Data for analysis section start

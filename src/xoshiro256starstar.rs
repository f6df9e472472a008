// Copyright 2018 Developers of the Rand project.
//
// Licensed under the Apache License, Version 2.0 <LICENSE-APACHE or
// https://www.apache.org/licenses/LICENSE-2.0> or the MIT license
// <LICENSE-MIT or https://opensource.org/licenses/MIT>, at your
// option. This file may not be copied, modified, or distributed
// except according to those terms.

#[cfg(feature = "serde1")]
use serde::{Deserialize, Serialize};
use rand_core::impls::fill_bytes_via_next;
use rand_core::le::read_u64_into;
use rand_core::{Error, RngCore, SeedableRng};

/// A xoshiro256** random number generator.
///
/// The xoshiro256** algorithm is not suitable for cryptographic purposes, but
/// is very fast, has a 256-bit state and a period of 2^256 − 1, and has
/// excellent statistical properties. Its state is small enough to give every
/// parallel lane a private copy.
///
/// The algorithm used here is translated from [the `xoshiro256starstar.c`
/// reference source code](http://xoshiro.di.unimi.it/xoshiro256starstar.c) by
/// David Blackman and Sebastiano Vigna and reproduces its output bit for bit.
#[derive(Debug, Clone, PartialEq, Eq)]
#[cfg_attr(feature = "serde1", derive(Serialize, Deserialize))]
pub struct Xoshiro256StarStar {
    s: [u64; 4],
}

impl Xoshiro256StarStar {
    /// Jump forward, equivalently to 2^128 calls to `next_u64()`.
    ///
    /// This can be used to generate 2^128 non-overlapping subsequences for
    /// parallel computations.
    ///
    /// ```
    /// use xoshiro_lanes::rand_core::SeedableRng;
    /// use xoshiro_lanes::Xoshiro256StarStar;
    ///
    /// let rng1 = Xoshiro256StarStar::seed_from_u64(0);
    /// let mut rng2 = rng1.clone();
    /// rng2.jump();
    /// let mut rng3 = rng2.clone();
    /// rng3.jump();
    /// ```
    pub fn jump(&mut self) {
        impl_jump!(self, [
            0x180ec6d33cfd0aba, 0xd5a61266f0c9392c,
            0xa9582618e03fc9aa, 0x39abdc4529b1661c
        ]);
    }

    /// Jump forward, equivalently to 2^192 calls to `next_u64()`.
    ///
    /// This can be used to generate 2^64 starting points, from each of which
    /// `jump()` will generate 2^64 non-overlapping subsequences for parallel
    /// distributed computations.
    pub fn long_jump(&mut self) {
        impl_jump!(self, [
            0x76e15d3efefdcbbf, 0xc5004e441c522fb3,
            0x77710069854ee241, 0x39109bb02acbe635
        ]);
    }

    /// Create a generator directly from four state words.
    ///
    /// This is the inverse of [`words`] and exists for interchange with
    /// externally stored state, e.g. per-lane state buffers on a device.
    /// The word order is fixed: `words[0]` is word 0 of the state.
    ///
    /// Unlike `from_seed`, an all-zero input is *not* remapped: the all-zero
    /// state is a fixed point of the generator and yields 0 forever. Callers
    /// seeding from raw words must avoid it.
    ///
    /// [`words`]: #method.words
    #[inline]
    pub fn from_words(words: [u64; 4]) -> Xoshiro256StarStar {
        Xoshiro256StarStar { s: words }
    }

    /// Return the four state words in fixed order.
    ///
    /// Together with [`from_words`] this round-trips the generator exactly.
    ///
    /// [`from_words`]: #method.from_words
    #[inline]
    pub fn words(&self) -> [u64; 4] {
        self.s
    }
}

impl SeedableRng for Xoshiro256StarStar {
    type Seed = [u8; 32];

    /// Create a new `Xoshiro256StarStar`.  If `seed` is entirely 0, it will be
    /// mapped to a different seed.
    #[inline]
    fn from_seed(seed: [u8; 32]) -> Xoshiro256StarStar {
        deal_with_zero_seed!(seed, Self);
        let mut state = [0; 4];
        read_u64_into(&seed, &mut state);
        Xoshiro256StarStar { s: state }
    }

    /// Seed a `Xoshiro256StarStar` from a `u64` using `SplitMix64`.
    fn seed_from_u64(seed: u64) -> Xoshiro256StarStar {
        from_splitmix!(seed)
    }
}

impl RngCore for Xoshiro256StarStar {
    #[inline]
    fn next_u32(&mut self) -> u32 {
        self.next_u64() as u32
    }

    #[inline]
    fn next_u64(&mut self) -> u64 {
        // The scrambler reads s[1] before the engine mutates it.
        let result_starstar = starstar_u64!(self.s[1]);
        impl_xoshiro_u64!(self);
        result_starstar
    }

    #[inline]
    fn fill_bytes(&mut self, dest: &mut [u8]) {
        fill_bytes_via_next(self, dest);
    }

    #[inline]
    fn try_fill_bytes(&mut self, dest: &mut [u8]) -> Result<(), Error> {
        self.fill_bytes(dest);
        Ok(())
    }
}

Data for analysis section end

* _How to complete this task_: Transcribe all the entries exactly, as they stand.

* _Response_:
filename src/xoshiro256starstar.rs
repository f6df9e472472a008
// Copyright 2018 Developers of the Rand project.
//
// Licensed under the Apache License, Version 2.0 <LICENSE-APACHE or
// https://www.apache.org/licenses/LICENSE-2.0> or the MIT license
// <LICENSE-MIT or https://opensource.org/licenses/MIT>, at your
// option. This file may not be copied, modified, or distributed
// except according to those terms.

#[cfg(feature = "serde1")]
use serde::{Deserialize, Serialize};
use rand_core::impls::fill_bytes_via_next;
use rand_core::le::read_u64_into;
use rand_core::{Error, RngCore, SeedableRng};

/// A xoshiro256** random number generator.
///
/// The xoshiro256** algorithm is not suitable for cryptographic purposes, but
/// is very fast, has a 256-bit state and a period of 2^256 − 1, and has
/// excellent statistical properties. Its state is small enough to give every
/// parallel lane a private copy.
///
/// The algorithm used here is translated from [the `xoshiro256starstar.c`
/// reference source code](http://xoshiro.di.unimi.it/xoshiro256starstar.c) by
/// David Blackman and Sebastiano Vigna and reproduces its output bit for bit.
#[derive(Debug, Clone, PartialEq, Eq)]
#[cfg_attr(feature = "serde1", derive(Serialize, Deserialize))]
pub struct Xoshiro256StarStar {
    s: [u64; 4],
}

impl Xoshiro256StarStar {
    /// Jump forward, equivalently to 2^128 calls to `next_u64()`.
    ///
    /// This can be used to generate 2^128 non-overlapping subsequences for
    /// parallel computations.
    ///
    /// ```
    /// use xoshiro_lanes::rand_core::SeedableRng;
    /// use xoshiro_lanes::Xoshiro256StarStar;
    ///
    /// let rng1 = Xoshiro256StarStar::seed_from_u64(0);
    /// let mut rng2 = rng1.clone();
    /// rng2.jump();
    /// let mut rng3 = rng2.clone();
    /// rng3.jump();
    /// ```
    pub fn jump(&mut self) {
        impl_jump!(self, [
            0x180ec6d33cfd0aba, 0xd5a61266f0c9392c,
            0xa9582618e03fc9aa, 0x39abdc4529b1661c
        ]);
    }

    /// Jump forward, equivalently to 2^192 calls to `next_u64()`.
    ///
    /// This can be used to generate 2^64 starting points, from each of which
    /// `jump()` will generate 2^64 non-overlapping subsequences for parallel
    /// distributed computations.
    pub fn long_jump(&mut self) {
        impl_jump!(self, [
            0x76e15d3efefdcbbf, 0xc5004e441c522fb3,
            0x77710069854ee241, 0x39109bb02acbe635
        ]);
    }

    /// Create a generator directly from four state words.
    ///
    /// This is the inverse of [`words`] and exists for interchange with
    /// externally stored state, e.g. per-lane state buffers on a device.
    /// The word order is fixed: `words[0]` is word 0 of the state.
    ///
    /// Unlike `from_seed`, an all-zero input is *not* remapped: the all-zero
    /// state is a fixed point of the generator and yields 0 forever. Callers
    /// seeding from raw words must avoid it.
    ///
    /// [`words`]: #method.words
    #[inline]
    pub fn from_words(words: [u64; 4]) -> Xoshiro256StarStar {
        Xoshiro256StarStar { s: words }
    }

    /// Return the four state words in fixed order.
    ///
    /// Together with [`from_words`] this round-trips the generator exactly.
    ///
    /// [`from_words`]: #method.from_words
    #[inline]
    pub fn words(&self) -> [u64; 4] {
        self.s
    }
}

impl SeedableRng for Xoshiro256StarStar {
    type Seed = [u8; 32];

    /// Create a new `Xoshiro256StarStar`.  If `seed` is entirely 0, it will be
    /// mapped to a different seed.
    #[inline]
    fn from_seed(seed: [u8; 32]) -> Xoshiro256StarStar {
        deal_with_zero_seed!(seed, Self);
        let mut state = [0; 4];
        read_u64_into(&seed, &mut state);
        Xoshiro256StarStar { s: state }
    }

    /// Seed a `Xoshiro256StarStar` from a `u64` using `SplitMix64`.
    fn seed_from_u64(seed: u64) -> Xoshiro256StarStar {
        from_splitmix!(seed)
    }
}

impl RngCore for Xoshiro256StarStar {
    #[inline]
    fn next_u32(&mut self) -> u32 {
        self.next_u64() as u32
    }

    #[inline]
    fn next_u64(&mut self) -> u64 {
        // The scrambler reads s[1] before the engine mutates it.
        let result_starstar = starstar_u64!(self.s[1]);
        impl_xoshiro_u64!(self);
        result_starstar
    }

    #[inline]
    fn fill_bytes(&mut self, dest: &mut [u8]) {
        fill_bytes_via_next(self, dest);
    }

    #[inline]
    fn try_fill_bytes(&mut self, dest: &mut [u8]) -> Result<(), Error> {
        self.fill_bytes(dest);
        Ok(())
    }
}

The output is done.